Nothing but the lines from the one containing "axum::http::StatusCode::OK" through the final line of the data should be repeated, and each must be exact.

-*-

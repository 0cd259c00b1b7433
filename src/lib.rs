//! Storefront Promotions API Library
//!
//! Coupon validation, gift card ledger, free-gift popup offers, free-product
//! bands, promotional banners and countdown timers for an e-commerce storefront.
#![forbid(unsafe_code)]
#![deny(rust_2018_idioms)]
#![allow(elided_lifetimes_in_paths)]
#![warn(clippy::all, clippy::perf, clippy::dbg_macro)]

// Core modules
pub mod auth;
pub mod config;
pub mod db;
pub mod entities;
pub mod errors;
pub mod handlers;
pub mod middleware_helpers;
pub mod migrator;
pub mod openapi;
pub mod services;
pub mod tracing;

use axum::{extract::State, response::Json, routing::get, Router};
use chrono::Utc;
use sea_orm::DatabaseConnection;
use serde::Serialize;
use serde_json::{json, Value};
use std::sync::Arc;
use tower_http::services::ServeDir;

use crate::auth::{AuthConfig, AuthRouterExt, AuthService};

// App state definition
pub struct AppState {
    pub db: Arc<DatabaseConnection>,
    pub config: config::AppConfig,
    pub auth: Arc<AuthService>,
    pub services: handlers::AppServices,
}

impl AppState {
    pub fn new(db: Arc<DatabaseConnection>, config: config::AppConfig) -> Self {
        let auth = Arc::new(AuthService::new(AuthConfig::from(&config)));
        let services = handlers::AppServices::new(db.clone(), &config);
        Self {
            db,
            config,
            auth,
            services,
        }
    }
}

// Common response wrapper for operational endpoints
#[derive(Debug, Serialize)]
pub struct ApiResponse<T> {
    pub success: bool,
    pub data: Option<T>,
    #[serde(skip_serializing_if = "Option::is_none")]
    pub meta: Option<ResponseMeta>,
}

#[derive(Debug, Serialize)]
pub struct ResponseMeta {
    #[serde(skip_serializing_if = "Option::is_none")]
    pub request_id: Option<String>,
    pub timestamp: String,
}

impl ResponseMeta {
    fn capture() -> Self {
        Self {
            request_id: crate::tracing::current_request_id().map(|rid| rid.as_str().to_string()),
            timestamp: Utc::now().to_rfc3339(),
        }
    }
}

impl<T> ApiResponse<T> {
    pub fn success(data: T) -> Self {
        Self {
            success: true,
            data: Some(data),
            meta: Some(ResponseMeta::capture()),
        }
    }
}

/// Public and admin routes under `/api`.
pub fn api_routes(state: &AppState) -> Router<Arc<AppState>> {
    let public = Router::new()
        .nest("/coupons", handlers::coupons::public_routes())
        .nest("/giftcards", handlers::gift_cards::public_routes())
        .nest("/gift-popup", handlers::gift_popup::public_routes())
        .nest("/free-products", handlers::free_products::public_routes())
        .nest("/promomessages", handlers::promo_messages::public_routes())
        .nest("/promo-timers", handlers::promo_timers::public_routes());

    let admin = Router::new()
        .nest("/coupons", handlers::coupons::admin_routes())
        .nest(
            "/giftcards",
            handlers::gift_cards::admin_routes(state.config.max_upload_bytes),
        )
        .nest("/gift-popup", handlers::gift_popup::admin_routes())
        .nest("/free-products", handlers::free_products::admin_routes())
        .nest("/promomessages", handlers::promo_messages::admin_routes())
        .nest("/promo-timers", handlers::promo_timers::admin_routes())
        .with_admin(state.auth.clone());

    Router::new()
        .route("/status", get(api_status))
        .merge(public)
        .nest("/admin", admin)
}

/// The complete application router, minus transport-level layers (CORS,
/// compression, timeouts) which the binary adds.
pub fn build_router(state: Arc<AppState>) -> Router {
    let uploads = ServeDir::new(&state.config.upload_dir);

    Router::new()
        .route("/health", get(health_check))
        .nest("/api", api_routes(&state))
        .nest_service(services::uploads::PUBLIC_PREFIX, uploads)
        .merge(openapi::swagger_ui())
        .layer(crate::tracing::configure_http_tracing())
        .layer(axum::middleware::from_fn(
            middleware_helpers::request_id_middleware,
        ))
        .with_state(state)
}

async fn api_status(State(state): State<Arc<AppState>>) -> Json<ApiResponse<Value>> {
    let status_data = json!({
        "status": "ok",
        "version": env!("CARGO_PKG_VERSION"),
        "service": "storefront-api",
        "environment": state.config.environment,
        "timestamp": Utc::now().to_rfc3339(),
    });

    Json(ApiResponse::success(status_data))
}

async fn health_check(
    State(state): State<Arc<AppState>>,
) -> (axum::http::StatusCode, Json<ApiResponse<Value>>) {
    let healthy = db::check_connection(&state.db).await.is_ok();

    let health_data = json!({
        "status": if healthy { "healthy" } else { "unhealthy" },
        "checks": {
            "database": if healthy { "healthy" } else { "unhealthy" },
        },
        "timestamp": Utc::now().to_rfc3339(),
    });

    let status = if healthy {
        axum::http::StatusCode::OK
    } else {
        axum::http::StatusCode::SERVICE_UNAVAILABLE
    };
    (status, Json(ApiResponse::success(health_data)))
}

-*-

» **Result of this exercise**:
        axum::http::StatusCode::OK
    } else {
        axum::http::StatusCode::SERVICE_UNAVAILABLE
    };
    (status, Json(ApiResponse::success(health_data)))
}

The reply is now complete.